- **WORK TO COMPLETE**
Work out how many lines in the entries below include the word "crate". Give nothing but the number.

- **SUPPLIED MATERIAL**

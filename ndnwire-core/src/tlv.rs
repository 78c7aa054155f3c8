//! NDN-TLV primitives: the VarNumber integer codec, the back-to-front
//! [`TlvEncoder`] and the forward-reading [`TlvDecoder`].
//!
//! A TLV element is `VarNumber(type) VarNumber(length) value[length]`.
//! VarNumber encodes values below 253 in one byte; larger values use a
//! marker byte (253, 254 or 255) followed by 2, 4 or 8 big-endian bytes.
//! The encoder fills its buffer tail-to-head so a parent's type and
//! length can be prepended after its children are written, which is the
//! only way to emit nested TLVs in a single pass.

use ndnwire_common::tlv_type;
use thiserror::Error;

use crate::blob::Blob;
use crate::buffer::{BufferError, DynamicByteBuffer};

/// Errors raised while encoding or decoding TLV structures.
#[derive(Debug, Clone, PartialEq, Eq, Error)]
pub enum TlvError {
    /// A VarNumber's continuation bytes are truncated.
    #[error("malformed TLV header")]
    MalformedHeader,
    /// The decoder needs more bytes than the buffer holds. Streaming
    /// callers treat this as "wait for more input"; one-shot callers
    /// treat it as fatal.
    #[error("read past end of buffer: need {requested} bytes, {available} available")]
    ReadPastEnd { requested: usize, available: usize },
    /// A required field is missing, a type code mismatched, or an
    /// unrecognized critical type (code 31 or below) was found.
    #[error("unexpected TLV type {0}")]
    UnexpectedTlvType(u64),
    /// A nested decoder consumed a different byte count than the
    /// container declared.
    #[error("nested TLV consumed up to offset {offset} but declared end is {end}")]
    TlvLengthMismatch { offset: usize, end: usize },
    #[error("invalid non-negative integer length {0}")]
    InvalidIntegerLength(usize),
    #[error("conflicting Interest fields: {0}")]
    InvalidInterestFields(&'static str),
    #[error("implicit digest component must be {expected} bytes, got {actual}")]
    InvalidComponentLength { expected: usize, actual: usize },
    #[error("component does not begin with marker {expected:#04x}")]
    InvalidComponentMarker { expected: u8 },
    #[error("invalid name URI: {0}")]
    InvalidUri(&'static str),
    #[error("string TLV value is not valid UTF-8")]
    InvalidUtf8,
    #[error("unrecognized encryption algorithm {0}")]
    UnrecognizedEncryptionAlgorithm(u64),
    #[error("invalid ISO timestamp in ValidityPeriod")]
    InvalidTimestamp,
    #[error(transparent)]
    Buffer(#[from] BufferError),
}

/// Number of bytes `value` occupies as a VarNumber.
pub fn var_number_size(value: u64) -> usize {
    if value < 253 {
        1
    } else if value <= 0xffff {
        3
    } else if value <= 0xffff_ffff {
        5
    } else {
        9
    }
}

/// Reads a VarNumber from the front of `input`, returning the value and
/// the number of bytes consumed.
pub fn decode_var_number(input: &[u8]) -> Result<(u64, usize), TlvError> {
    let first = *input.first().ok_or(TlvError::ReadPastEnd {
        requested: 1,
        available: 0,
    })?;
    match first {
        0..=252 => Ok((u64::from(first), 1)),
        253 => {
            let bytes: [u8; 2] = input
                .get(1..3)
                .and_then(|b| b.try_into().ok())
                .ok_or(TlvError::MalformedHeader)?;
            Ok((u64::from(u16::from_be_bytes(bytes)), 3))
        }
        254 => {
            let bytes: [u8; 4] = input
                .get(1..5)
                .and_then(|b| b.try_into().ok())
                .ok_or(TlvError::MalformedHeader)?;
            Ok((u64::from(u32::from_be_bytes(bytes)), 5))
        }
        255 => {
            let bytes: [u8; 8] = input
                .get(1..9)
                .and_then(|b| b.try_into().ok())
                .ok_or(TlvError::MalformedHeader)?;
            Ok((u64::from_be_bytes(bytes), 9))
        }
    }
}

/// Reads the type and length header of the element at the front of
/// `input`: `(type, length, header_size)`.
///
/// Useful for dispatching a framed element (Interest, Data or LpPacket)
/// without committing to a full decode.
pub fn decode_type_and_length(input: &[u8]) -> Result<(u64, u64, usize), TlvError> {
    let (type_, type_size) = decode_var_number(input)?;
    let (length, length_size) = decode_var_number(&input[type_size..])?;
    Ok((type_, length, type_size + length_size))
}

- **EXERCISE RESPONSE**
2